Still, sad state of affairs that it seems like Apple is still fixing bugs based on what blog posts gets the most attention on the internet, but I guess once they started that approach, it's hard to stop and go back to figuring out priorities on their own.
I don't think that fix is specific to this, but it's absolutely true that MLX is trying to lever every advantage it can find on specific hardware, so it's possible it made a bad choice on a particular device.
What has existed before is the Apple Neural Engine (ANE) which is very different from the newer Neural Accelerator support within the GPU blocks. In fact MLX does not even support ANE yet since at least in previous versions it was hardware-limited to computing FP16 and INT8 MADDs, and not even that fast.
"In fact MLX does not even support ANE yet"
I didn't say otherwise. The ANE is a fantastic unit for small, power-efficient models, like extracting text from images, doing depth modelling, etc. It's not made for LLMs, or the other sorts of experimental stuff MLX is intended for. Though note that MLX's author's reason for not supporting the ANE is that it has a "closed-source" API (https://github.com/ml-explore/mlx/issues/18#issuecomment-184...), making it unsuitable for an open-source project, and given that MLX didn't want to just lean on CoreML. But anyways, the ANE is fantastically fast at what it does, while sipping juice.
In any case, the code change shown should have zero impact on the running of MLX on an iPhone 16 Pro. MLX tries to really leverage platform optimizations so maybe another bifucation is making the wrong choice.
I almost guarantee there is no way they can read this blogpost, escalate it internally, get the appropriate approval to the work item, actually work on the fix, get it through QA and get it live in production in 3 days. That would only happen on really critical issues, and this is definitely not critical enough for that.
The MLX folks have various rationales for not supporting the ANE (at least as of yet), but one of them is that any real support requires implementing explicit splits in the graph of computations, where ANE-suitable portions are to be dispatched to the ANE and everything else goes back to the GPUs. That's not necessarily trivial.
If not, talk about coincident that someone reported an issue and all of that you mentioned was already done before that happened, and the only thing missing was merging the code to the repository which was done after the issue was reported. Not unheard of, but feels less unlikely than "Engineer decided to fix it".

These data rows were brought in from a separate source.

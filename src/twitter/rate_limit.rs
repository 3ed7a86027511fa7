//! Rate-limit introspection for Twitter API responses.
//!
//! The provider reports quota through `x-rate-limit-*` response headers.
//! [`inspect`] turns those headers into a structured [`QuotaStatus`],
//! computed fresh on every call and never cached.

use chrono::{DateTime, Utc};
use reqwest::header::HeaderMap;
use serde::Serialize;

/// Structured view of the provider's rate-limit headers.
#[derive(Debug, Clone, PartialEq, Eq, Serialize)]
pub struct QuotaStatus {
    /// Maximum calls per window. 0 when the header is absent.
    pub limit: u32,
    /// Calls left in the current window. 0 when the header is absent —
    /// this conflates "exhausted" with "header missing", matching the
    /// provider integration this service replaces.
    pub remaining: u32,
    /// Window reset instant as Unix seconds, when reported.
    pub reset: Option<i64>,
    /// Window reset instant as a UTC timestamp, when reported.
    pub reset_time: Option<DateTime<Utc>>,
    /// Whole minutes until the window resets, clamped to zero. 0 when the
    /// reset header is absent.
    pub minutes_left: i64,
    /// True when the reset header is present and `remaining` is zero.
    pub is_limited: bool,
}

/// Reads the `x-rate-limit-limit`, `x-rate-limit-remaining` and
/// `x-rate-limit-reset` headers into a [`QuotaStatus`].
///
/// Pure over the header map (keys are case-insensitive); absent or
/// unparseable numeric headers read as zero, and the derived fields are only
/// computed when the reset header parses.
pub fn inspect(headers: &HeaderMap) -> QuotaStatus {
    inspect_at(headers, Utc::now())
}

pub(crate) fn inspect_at(headers: &HeaderMap, now: DateTime<Utc>) -> QuotaStatus {
    let limit = header_number(headers, "x-rate-limit-limit");
    let remaining = header_number(headers, "x-rate-limit-remaining");
    let reset = headers
        .get("x-rate-limit-reset")
        .and_then(|v| v.to_str().ok())
        .and_then(|s| s.parse::<i64>().ok());

    let mut reset_time = None;
    let mut minutes_left = 0;
    let mut is_limited = false;

    if let Some(reset_secs) = reset {
        if let Some(at) = DateTime::from_timestamp(reset_secs, 0) {
            let seconds_left = at.signed_duration_since(now).num_seconds();
            // Ceiling division in whole minutes, clamped to zero when the
            // reset instant is already in the past.
            minutes_left = ((seconds_left + 59).div_euclid(60)).max(0);
            is_limited = remaining == 0;
            reset_time = Some(at);
        }
    }

    QuotaStatus {
        limit,
        remaining,
        reset,
        reset_time,
        minutes_left,
        is_limited,
    }
}

fn header_number(headers: &HeaderMap, name: &str) -> u32 {
    headers
        .get(name)
        .and_then(|v| v.to_str().ok())
        .and_then(|s| s.parse().ok())
        .unwrap_or(0)
}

I've seen a blog-post, authored a bug in Radar, assigned it to myself, and fixed it the same day. Whether it goes out in the next release is more a decision for the bug-review-board, but since the engineering manager (that would have been me) sits on that too, it's just a matter of timing and seeing if I can argue the case.
To be fair, the closer we are to a release, the less likely a change is to be accepted unless you can really sweet-talk the rest of the BRB, and there's usually a week of baking before the actual release goes out, but that has sometimes been shrunk for developer-preview releases...
The conclusion, that it was not the fault of the developer was correct, but assuming anything other than a problem at some point in the software stack is unreasonable.
You're being unfair here. The showpiece software that uses that hardware wouldn't install, and almost all software ignores it.
I highly doubt that you could have a usable iPhone with a broken neural engine, at the very least it would be obvious to the user that there is something very wrong going on.
Aah, the old "you're holding it wrong" defense.
All neural accelerator hardware models and all neural accelerator software stacks output slightly different results. That is a truth of the world.
The same is true for GPUs and 3d rendering stacks too.
We don't usually notice that, because the tasks themselves tolerate those minor errors. You can't easily tell the difference between an LLM that had 0.00001% of its least significant bits perturbed one way and one that had them perturbed the other.
But you could absolutely construct a degenerate edge case that causes those tiny perturbances to fuck with everything fiercely. And very rarely, this kind of thing might happen naturally.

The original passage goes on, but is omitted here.